Denn von Tag zu Tag werden die Argumente weniger, die für eine überzeugende Ausmusterung tauglich sind. Soeben hat der FC Bayern seinen gefürchteten Turbo wieder angeschmissen. Er überholt gerade mit einem Kick aufs Pedal den mehrmonatigen Tabellenführer Borussia Dortmund, er hat - ohne dem Zweitligisten Heidenheim zu nahe zu treten - fast ein Freilos im Viertelfinale des DFB-Pokals, zudem beim 0:0 in der Champions League in Liverpool den taktisch eindrucksvollsten Auftritt unter dem neuen Trainer Niko Kovac hingelegt. In einem Spiel, in dem die Republik erkennen konnte, dass dieser Mats Hummels wohl doch noch nicht so altersmüde ist, wie es mancher Tribünenkritiker jüngst behauptet hat. Und jetzt heißt es, der FCB wirke in allen Wettbewerben fast schon wieder titelreif, in Schlagzeilen wird das nächste Münchner Triple angedroht. Da gibt es passendere Augenblicke, als eine Woche vor dem Liverpool-Rückspiel mit der Botschaft vom Rauswurf ins Vereinsheim an der Säbener Straße zu platzen. Kehraus der Weltmeister am Faschingsdienstag - der Vorgang dürfte ein Echo werfen.

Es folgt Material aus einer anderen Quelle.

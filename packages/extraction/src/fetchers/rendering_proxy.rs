//! Rendering-proxy fetcher.
//!
//! Routes the request through a third-party proxy that loads the page in a
//! headless browser, runs its scripts, waits a fixed settle interval and
//! returns the rendered document. Slower and metered, but it recovers
//! content the direct fetch cannot see.

use async_trait::async_trait;
use reqwest::Client;
use std::time::Duration;
use tracing::{debug, warn};

use crate::error::{FetchError, FetchResult, Result};
use crate::security::credentials::{rendering_proxy_key_from_env, SecretString};
use crate::text::truncate_chars;
use crate::traits::fetcher::{Fetcher, RawPage};

/// Default proxy endpoint.
pub const DEFAULT_RENDERING_PROXY_URL: &str = "https://app.scrapingbee.com/api/v1/";

/// Default settle interval before the proxy snapshots the page.
pub const DEFAULT_RENDER_WAIT_MS: u64 = 3000;

/// Longest proxy error body echoed back to the caller.
const MAX_ERROR_BODY_CHARS: usize = 500;

/// Fetcher that executes page scripts through a rendering proxy.
///
/// # Example
///
/// ```rust,ignore
/// use listing_extraction::fetchers::RenderingProxyFetcher;
///
/// let fetcher = RenderingProxyFetcher::from_env()?.with_wait_ms(5000);
/// let page = fetcher.fetch("https://www.depop.com/products/abc").await?;
/// ```
pub struct RenderingProxyFetcher {
    client: Client,
    api_key: SecretString,
    endpoint: String,
    /// Settle interval passed to the proxy (milliseconds)
    wait_ms: u64,
}

impl RenderingProxyFetcher {
    /// Create a new proxy fetcher with the given API key.
    pub fn new(api_key: impl Into<SecretString>) -> FetchResult<Self> {
        let wait_ms = DEFAULT_RENDER_WAIT_MS;
        let client = Client::builder()
            .timeout(request_timeout(wait_ms))
            .build()
            .map_err(|e| FetchError::Client(e.to_string()))?;

        Ok(Self {
            client,
            api_key: api_key.into(),
            endpoint: DEFAULT_RENDERING_PROXY_URL.to_string(),
            wait_ms,
        })
    }

    /// Create from environment variable `RENDERING_PROXY_API_KEY`.
    ///
    /// Fails with `ConfigurationMissing` when the key is absent.
    pub fn from_env() -> Result<Self> {
        let api_key = rendering_proxy_key_from_env()?;
        Ok(Self::new(api_key)?)
    }

    /// Point at a different proxy endpoint.
    pub fn with_endpoint(mut self, endpoint: impl Into<String>) -> Self {
        self.endpoint = endpoint.into();
        self
    }

    /// Set the settle interval (milliseconds).
    pub fn with_wait_ms(mut self, wait_ms: u64) -> Self {
        self.wait_ms = wait_ms;
        self
    }

    pub fn wait_ms(&self) -> u64 {
        self.wait_ms
    }

    fn query(&self, url: &str) -> [(&'static str, String); 4] {
        [
            ("api_key", self.api_key.expose().to_string()),
            ("url", url.to_string()),
            ("render_js", "true".to_string()),
            ("wait", self.wait_ms.to_string()),
        ]
    }
}

/// The proxy needs the settle interval on top of a normal page load.
fn request_timeout(wait_ms: u64) -> Duration {
    Duration::from_secs(60) + Duration::from_millis(wait_ms)
}

#[async_trait]
impl Fetcher for RenderingProxyFetcher {
    async fn fetch(&self, url: &str) -> FetchResult<RawPage> {
        debug!(url = %url, wait_ms = self.wait_ms, "Rendering proxy fetch starting");
        let response = self
            .client
            .get(&self.endpoint)
            .query(&self.query(url))
            .timeout(request_timeout(self.wait_ms))
            .send()
            .await
            .map_err(|e| {
                // reqwest embeds the full request URL in its errors, api_key included
                warn!(url = %url, "Rendering proxy request failed");
                FetchError::Transport {
                    message: format!("rendering proxy unreachable: {}", e.without_url()),
                }
            })?;

        let status = response.status();
        if !status.is_success() {
            let body = response.text().await.unwrap_or_default();
            warn!(url = %url, status = status.as_u16(), "Rendering proxy returned an error");
            return Err(FetchError::Status {
                status: status.as_u16(),
                message: format!(
                    "rendering proxy error: {}",
                    truncate_chars(body.trim(), MAX_ERROR_BODY_CHARS).0
                ),
            });
        }

        let content_type = response
            .headers()
            .get(reqwest::header::CONTENT_TYPE)
            .and_then(|v| v.to_str().ok())
            .map(|s| s.to_string());

        let html = response.text().await.map_err(|e| FetchError::Transport {
            message: format!("failed to read rendered page: {}", e.without_url()),
        })?;

        debug!(url = %url, bytes = html.len(), "Rendering proxy fetch complete");

        let mut page = RawPage::new(url, html).with_status(status.as_u16());
        page.content_type = content_type;
        Ok(page)
    }

    fn name(&self) -> &str {
        "rendering_proxy"
    }
}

Es gibt für bittere Botschaften keinen optimalen Zeitpunkt. Es gibt nur bessere und schlechtere. Nach dem WM-Knockout in Russland, nach dem Löw im Amt bleiben durfte, war ihm vorgeworfen worden, er habe den Umbruch nicht radikal genug gewagt, als nur die Trennung von den 2014er-Weltmeistern Sami Khedira und Mesut Özil besiegelt wurde. Auch für die Erkenntnis, dass es störend sein kann, wenn zwei Innenverteidiger (Hummels/Boateng) zwar im selben Klub nebeneinander spielen, aber nur das Nötigste miteinander sprechen, so dass dies negativ ins Binnenklima abstrahlt, hätte es weitere vier Monate - von November bis heute - kaum gebraucht.

Das hätte sich in relativer Ruhe auch in der Winterpause klären lassen, denn neu ist es nicht, dass der FC Bayern sich mit einer Siegesserie im Frühling erhebt. Und so groß ist das Angebot international vorzeigbarer Innenverteidiger ja auch nicht, da fällt einem derzeit maximal ein Quartett ein: Süle, Ginter, Tah, Rüdiger.

Doch wie gesagt, die Fachfragen werden von den Stilfragen überlagert. An der Torflaute von Thomas Müller haben sich zuletzt viele abgearbeitet, verflogen sind ein bisschen Sturm und Drang, aber einen WM-Torschützenkönig (2010 in Südafrika) verabschiedet man nicht zwischen Tür und Angel. Löw vollzieht einen notwendigen Generationswechsel. Dazu emanzipiert er sich von sportlichen Weggefährten. Er tut dies in erstaunlichen, oft rätselhaften Etappen. Seine Botschaft lautet heute: Wir sind zusammen Weltmeister geworden (2014); wir sind auf die Schnauze gefallen (2018). Aber wir probieren es nicht mehr zusammen, denn aufstehen müssen jetzt andere. Einerseits nachvollziehbar, andererseits unter den jüngsten Eindrücken nicht leicht zu moderieren.